-------- Data excerpts --------
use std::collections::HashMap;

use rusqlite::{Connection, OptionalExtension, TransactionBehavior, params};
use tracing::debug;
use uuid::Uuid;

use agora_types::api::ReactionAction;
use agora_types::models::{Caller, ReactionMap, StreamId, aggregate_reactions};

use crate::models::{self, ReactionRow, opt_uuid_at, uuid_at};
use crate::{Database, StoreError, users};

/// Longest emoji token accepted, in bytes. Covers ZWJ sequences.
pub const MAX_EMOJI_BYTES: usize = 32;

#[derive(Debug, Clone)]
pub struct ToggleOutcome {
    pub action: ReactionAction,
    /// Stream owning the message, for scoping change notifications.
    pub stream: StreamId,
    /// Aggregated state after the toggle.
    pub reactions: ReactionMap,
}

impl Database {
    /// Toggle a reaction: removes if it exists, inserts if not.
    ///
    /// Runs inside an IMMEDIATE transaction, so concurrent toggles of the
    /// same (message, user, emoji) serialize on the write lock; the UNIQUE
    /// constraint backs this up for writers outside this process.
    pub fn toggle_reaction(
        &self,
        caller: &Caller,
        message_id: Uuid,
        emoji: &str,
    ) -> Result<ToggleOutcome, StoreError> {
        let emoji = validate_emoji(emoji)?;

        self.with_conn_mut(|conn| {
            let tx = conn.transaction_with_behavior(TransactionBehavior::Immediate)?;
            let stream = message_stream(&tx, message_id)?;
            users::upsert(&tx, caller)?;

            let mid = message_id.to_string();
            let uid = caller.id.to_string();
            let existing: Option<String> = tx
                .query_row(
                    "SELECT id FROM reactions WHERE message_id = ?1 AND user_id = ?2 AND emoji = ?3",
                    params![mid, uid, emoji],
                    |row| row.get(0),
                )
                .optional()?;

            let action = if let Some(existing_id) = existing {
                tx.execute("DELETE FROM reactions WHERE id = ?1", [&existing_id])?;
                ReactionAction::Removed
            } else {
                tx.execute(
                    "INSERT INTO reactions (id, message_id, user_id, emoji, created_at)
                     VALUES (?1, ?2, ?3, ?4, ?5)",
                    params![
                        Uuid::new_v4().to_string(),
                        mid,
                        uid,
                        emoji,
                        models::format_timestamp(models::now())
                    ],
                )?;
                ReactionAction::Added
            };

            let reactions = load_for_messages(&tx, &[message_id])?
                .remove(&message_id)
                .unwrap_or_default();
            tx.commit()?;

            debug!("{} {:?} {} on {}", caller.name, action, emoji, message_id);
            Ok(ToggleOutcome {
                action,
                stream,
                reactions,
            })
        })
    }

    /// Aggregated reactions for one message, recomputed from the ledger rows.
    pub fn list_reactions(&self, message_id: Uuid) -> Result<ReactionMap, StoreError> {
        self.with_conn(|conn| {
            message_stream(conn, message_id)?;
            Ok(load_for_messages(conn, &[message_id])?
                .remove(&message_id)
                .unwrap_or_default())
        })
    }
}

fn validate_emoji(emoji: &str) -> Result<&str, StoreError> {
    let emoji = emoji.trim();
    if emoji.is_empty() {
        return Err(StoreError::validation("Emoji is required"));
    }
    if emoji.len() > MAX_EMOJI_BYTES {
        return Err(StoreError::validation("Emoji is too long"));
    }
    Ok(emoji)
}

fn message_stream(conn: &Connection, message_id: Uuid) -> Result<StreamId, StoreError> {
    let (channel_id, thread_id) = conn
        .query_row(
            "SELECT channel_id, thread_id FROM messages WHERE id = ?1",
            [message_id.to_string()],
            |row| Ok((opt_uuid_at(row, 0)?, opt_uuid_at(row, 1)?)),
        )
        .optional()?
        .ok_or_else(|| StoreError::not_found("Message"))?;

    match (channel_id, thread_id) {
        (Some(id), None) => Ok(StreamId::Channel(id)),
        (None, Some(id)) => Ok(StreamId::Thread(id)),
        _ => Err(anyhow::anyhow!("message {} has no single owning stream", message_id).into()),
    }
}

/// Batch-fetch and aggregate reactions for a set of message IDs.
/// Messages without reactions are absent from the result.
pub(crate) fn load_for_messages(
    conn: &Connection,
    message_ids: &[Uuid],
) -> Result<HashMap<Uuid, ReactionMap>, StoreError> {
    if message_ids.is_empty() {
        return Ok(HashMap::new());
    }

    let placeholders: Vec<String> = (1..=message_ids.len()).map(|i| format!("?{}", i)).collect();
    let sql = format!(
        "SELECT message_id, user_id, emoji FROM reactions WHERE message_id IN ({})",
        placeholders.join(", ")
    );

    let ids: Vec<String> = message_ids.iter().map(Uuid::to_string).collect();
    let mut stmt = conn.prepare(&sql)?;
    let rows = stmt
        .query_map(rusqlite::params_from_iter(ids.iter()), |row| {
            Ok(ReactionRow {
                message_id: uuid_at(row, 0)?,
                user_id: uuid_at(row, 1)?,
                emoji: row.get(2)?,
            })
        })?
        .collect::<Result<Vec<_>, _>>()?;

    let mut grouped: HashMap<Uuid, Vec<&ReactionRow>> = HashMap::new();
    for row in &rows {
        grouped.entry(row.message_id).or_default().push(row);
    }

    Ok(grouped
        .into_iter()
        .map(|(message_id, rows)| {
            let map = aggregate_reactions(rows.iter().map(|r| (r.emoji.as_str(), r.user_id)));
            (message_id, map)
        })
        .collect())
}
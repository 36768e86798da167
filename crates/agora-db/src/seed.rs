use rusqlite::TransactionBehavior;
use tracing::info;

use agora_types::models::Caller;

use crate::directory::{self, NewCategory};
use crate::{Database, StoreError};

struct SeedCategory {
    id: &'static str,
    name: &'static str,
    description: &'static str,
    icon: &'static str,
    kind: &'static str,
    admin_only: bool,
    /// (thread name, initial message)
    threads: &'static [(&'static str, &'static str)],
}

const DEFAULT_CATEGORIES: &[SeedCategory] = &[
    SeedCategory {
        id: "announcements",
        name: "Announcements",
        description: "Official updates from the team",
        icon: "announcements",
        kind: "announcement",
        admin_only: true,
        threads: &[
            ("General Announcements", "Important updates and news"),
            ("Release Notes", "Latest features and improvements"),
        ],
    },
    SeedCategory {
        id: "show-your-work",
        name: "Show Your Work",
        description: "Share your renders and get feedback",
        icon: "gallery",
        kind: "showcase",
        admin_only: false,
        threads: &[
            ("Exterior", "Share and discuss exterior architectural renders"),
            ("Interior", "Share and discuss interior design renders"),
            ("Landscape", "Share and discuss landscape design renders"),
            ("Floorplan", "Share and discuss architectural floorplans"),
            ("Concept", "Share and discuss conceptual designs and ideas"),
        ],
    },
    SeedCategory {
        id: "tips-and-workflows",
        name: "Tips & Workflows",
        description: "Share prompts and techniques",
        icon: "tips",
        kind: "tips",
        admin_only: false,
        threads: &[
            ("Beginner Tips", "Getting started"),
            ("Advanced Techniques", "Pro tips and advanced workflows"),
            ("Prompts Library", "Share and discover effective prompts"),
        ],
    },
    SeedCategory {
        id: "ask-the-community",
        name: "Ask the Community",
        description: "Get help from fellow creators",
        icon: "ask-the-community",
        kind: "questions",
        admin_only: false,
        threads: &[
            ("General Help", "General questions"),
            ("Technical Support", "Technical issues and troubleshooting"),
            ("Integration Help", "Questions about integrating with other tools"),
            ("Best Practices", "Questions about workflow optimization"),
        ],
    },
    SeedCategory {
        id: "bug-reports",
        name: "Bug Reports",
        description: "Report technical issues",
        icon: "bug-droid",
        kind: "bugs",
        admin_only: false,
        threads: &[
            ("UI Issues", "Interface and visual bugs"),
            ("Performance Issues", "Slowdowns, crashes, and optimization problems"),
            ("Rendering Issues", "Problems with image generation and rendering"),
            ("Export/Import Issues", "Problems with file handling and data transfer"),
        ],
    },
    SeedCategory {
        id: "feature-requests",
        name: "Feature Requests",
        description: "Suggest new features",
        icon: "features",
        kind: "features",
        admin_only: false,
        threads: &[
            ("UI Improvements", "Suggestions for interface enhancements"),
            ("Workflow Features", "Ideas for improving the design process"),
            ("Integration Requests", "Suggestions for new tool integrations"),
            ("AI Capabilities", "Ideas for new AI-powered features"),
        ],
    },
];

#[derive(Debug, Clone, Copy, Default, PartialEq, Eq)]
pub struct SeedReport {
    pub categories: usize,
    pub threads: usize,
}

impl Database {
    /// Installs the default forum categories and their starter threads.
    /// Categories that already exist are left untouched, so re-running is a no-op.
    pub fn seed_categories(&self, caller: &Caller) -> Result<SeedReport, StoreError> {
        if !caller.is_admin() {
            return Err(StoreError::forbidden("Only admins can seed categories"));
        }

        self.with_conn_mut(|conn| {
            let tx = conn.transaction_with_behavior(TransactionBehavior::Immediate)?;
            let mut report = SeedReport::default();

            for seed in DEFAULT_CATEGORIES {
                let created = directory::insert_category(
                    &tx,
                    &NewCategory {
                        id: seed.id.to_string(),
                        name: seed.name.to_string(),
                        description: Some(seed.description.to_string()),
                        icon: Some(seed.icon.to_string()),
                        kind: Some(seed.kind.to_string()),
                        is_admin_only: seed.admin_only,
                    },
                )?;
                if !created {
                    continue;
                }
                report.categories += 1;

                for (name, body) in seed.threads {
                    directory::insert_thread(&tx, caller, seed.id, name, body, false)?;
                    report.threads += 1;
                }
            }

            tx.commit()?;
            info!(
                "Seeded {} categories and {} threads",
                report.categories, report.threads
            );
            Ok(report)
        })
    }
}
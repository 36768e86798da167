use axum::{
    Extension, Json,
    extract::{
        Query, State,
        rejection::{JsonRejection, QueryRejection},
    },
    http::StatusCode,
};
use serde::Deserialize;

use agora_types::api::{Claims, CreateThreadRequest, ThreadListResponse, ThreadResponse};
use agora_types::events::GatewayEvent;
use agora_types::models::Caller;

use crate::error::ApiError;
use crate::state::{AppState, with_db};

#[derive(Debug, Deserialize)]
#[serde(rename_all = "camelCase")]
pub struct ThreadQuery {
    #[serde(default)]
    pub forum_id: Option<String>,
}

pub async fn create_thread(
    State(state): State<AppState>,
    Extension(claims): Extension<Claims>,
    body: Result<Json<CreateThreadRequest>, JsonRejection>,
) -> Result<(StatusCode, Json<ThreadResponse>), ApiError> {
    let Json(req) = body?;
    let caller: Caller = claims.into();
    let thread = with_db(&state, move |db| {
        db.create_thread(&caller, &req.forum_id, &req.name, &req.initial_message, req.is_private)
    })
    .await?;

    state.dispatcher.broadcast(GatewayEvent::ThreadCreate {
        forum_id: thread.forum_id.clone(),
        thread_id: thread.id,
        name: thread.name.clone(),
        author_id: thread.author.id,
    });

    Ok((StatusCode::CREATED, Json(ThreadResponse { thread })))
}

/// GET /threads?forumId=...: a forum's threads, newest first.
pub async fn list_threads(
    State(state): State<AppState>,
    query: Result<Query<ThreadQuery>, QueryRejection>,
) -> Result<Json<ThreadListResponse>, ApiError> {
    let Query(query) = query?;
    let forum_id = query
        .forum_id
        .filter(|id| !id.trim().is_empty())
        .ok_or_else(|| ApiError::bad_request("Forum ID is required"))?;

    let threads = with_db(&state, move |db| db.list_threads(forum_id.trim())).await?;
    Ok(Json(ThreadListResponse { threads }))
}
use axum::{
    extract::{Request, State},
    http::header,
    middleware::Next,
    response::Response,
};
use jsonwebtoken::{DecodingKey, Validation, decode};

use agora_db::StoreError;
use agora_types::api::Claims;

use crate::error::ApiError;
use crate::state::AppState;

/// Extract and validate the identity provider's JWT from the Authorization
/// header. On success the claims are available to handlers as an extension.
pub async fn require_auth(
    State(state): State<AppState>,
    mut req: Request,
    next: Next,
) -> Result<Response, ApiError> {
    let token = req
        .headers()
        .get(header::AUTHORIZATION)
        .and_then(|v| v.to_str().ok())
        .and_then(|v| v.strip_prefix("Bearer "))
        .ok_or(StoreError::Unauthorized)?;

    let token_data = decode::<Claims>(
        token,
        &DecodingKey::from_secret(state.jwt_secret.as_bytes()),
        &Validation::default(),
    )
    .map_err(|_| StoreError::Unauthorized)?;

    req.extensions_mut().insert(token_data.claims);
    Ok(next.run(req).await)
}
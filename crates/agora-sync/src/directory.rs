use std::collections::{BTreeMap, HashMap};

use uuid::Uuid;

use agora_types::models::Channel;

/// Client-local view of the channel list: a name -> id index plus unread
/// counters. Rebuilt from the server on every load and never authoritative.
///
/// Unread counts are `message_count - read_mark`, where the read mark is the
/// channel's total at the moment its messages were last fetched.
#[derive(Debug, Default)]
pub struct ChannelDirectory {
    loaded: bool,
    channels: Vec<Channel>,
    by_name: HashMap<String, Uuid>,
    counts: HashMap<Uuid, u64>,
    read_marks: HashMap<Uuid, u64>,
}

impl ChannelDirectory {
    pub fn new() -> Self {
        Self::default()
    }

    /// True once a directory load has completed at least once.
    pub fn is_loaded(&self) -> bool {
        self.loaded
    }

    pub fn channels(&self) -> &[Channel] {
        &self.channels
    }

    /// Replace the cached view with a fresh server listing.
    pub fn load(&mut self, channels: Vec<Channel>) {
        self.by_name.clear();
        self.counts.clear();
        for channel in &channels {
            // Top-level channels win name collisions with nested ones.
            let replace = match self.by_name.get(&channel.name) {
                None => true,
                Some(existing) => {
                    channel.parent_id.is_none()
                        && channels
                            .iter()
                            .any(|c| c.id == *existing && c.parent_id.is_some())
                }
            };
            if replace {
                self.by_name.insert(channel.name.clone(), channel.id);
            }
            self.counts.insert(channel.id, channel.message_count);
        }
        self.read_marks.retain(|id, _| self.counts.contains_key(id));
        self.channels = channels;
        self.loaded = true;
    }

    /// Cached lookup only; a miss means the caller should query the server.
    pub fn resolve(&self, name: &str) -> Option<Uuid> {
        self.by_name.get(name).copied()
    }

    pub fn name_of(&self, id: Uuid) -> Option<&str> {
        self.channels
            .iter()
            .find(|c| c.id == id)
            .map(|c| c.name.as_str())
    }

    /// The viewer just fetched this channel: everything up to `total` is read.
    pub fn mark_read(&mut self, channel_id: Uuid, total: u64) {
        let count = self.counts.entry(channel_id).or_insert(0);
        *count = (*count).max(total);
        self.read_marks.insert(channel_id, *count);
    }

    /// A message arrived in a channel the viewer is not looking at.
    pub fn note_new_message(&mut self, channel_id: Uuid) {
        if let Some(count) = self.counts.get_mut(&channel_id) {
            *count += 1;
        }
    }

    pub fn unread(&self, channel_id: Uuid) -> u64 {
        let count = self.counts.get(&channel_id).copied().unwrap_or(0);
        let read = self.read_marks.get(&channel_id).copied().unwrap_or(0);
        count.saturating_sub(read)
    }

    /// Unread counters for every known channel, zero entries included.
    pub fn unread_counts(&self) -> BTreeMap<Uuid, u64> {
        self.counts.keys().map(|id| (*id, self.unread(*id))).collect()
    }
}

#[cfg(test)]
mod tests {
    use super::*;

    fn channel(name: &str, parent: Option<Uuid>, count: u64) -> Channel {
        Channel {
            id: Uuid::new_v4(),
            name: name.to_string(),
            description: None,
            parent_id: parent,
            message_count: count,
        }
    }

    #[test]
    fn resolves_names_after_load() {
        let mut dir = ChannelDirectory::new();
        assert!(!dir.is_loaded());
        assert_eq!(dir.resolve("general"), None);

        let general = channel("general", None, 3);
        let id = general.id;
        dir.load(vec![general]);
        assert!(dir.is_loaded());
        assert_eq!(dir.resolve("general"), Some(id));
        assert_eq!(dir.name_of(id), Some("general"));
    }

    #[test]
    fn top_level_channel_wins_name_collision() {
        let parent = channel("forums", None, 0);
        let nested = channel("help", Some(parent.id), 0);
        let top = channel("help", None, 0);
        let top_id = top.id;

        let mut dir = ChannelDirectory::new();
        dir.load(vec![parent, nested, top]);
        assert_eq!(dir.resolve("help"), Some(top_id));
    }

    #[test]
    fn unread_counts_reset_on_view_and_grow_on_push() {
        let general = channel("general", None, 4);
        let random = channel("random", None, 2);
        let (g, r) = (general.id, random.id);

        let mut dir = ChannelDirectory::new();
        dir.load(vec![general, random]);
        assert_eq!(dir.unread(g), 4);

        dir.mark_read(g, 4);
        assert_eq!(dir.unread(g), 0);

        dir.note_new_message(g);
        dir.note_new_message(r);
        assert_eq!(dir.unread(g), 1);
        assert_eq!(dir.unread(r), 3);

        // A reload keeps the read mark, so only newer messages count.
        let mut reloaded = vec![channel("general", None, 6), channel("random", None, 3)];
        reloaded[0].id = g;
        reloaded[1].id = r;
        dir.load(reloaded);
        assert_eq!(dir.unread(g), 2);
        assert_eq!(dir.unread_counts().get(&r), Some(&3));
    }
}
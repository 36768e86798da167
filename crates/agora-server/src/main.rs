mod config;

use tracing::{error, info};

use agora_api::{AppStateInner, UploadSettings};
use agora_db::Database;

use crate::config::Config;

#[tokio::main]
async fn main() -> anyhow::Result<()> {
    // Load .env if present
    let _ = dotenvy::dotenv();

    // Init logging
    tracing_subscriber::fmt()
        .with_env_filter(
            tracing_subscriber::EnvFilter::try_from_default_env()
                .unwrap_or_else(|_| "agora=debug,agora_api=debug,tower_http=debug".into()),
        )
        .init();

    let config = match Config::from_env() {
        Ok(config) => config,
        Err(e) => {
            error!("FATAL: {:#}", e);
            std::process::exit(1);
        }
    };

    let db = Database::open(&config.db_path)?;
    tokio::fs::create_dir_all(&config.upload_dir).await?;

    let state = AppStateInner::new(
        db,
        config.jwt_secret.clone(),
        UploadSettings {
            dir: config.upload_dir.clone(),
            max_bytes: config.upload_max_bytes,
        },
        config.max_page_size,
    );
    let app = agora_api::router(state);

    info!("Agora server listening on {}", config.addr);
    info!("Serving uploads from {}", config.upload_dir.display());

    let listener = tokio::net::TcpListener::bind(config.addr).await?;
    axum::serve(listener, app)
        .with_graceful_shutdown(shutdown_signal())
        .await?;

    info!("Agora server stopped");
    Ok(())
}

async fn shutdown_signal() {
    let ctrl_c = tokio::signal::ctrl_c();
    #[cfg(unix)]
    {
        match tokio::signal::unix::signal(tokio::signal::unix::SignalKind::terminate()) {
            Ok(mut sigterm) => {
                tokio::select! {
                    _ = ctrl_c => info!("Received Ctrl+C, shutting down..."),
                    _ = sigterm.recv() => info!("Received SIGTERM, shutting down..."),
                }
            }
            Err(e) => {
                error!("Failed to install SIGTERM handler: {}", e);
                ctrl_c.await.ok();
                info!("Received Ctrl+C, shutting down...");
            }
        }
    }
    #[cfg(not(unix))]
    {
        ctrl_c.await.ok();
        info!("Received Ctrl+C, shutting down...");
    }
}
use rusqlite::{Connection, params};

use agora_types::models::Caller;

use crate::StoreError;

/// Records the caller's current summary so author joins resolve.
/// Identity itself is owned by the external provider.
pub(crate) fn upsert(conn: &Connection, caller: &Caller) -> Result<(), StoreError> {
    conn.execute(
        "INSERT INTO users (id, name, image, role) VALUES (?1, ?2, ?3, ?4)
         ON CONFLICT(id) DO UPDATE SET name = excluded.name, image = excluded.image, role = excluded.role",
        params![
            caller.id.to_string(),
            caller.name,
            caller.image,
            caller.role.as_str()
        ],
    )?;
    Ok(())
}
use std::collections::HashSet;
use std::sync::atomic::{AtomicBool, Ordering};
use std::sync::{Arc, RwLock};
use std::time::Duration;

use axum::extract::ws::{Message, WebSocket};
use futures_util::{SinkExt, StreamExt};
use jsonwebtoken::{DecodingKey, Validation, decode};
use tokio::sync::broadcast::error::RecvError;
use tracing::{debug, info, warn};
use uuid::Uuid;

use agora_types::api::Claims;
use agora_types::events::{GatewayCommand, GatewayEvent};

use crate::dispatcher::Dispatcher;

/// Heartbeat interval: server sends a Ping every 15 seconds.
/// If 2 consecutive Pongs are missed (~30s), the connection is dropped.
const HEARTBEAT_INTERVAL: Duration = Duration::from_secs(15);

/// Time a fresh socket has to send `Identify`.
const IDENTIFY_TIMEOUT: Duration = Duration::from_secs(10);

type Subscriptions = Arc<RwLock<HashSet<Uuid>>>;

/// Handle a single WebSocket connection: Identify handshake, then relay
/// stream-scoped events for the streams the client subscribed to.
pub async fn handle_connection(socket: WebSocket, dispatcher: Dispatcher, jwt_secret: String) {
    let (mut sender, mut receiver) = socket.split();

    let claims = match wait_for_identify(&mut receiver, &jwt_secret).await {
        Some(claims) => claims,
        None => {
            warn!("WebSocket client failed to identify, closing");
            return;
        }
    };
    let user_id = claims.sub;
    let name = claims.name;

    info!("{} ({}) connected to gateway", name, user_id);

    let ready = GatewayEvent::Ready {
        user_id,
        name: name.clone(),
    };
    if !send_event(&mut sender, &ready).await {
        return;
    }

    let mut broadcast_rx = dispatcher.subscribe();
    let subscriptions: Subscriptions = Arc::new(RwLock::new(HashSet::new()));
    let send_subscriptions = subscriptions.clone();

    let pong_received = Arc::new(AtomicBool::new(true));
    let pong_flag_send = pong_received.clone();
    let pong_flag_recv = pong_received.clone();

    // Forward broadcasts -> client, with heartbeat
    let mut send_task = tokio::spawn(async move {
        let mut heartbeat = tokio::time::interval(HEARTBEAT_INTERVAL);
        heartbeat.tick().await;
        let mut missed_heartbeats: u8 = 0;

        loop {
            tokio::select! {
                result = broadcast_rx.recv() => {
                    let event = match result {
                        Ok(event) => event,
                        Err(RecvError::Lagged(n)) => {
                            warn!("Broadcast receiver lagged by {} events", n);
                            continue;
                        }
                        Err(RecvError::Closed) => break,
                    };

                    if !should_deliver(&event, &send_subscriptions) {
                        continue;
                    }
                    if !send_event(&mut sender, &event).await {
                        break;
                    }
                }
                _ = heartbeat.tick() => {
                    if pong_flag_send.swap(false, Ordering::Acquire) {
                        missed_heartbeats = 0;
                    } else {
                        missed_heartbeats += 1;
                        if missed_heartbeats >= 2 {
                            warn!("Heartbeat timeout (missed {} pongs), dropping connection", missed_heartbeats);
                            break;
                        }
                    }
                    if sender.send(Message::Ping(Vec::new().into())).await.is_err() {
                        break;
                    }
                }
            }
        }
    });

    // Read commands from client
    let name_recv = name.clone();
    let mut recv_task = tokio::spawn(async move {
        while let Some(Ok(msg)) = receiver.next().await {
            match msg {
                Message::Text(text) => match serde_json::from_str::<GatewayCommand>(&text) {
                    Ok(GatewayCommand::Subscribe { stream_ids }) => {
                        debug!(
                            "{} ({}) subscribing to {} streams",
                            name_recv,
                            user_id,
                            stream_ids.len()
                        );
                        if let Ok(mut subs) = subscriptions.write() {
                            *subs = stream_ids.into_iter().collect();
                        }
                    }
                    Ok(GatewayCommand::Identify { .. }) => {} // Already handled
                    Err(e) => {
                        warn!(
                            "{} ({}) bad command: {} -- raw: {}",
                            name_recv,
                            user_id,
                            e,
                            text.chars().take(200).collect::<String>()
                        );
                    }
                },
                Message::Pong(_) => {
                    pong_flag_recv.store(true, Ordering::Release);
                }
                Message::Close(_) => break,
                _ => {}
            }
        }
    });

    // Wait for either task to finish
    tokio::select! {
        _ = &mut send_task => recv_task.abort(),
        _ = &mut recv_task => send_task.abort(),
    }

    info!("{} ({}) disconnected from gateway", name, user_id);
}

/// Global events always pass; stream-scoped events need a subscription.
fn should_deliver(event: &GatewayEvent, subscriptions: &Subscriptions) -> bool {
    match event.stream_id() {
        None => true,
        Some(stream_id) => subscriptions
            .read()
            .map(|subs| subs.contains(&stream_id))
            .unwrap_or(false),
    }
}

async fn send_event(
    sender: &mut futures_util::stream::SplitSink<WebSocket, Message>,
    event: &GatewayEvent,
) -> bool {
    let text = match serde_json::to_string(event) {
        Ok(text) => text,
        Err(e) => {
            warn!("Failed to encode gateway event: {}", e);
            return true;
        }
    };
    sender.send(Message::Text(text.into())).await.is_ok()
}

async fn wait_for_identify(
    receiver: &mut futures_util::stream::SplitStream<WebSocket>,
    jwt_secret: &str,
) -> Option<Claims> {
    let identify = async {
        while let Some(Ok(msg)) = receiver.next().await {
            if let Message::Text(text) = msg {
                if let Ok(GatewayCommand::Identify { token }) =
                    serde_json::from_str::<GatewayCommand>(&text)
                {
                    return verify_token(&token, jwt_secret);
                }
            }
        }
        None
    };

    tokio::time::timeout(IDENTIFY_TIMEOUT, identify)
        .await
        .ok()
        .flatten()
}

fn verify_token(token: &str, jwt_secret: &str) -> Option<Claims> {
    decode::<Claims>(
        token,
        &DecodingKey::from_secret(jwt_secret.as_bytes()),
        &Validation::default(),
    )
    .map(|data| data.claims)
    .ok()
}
--------
Your job is to return all lines above that hold the word "NewCategory".

use crate::directory::{self, NewCategory};
                    &NewCategory {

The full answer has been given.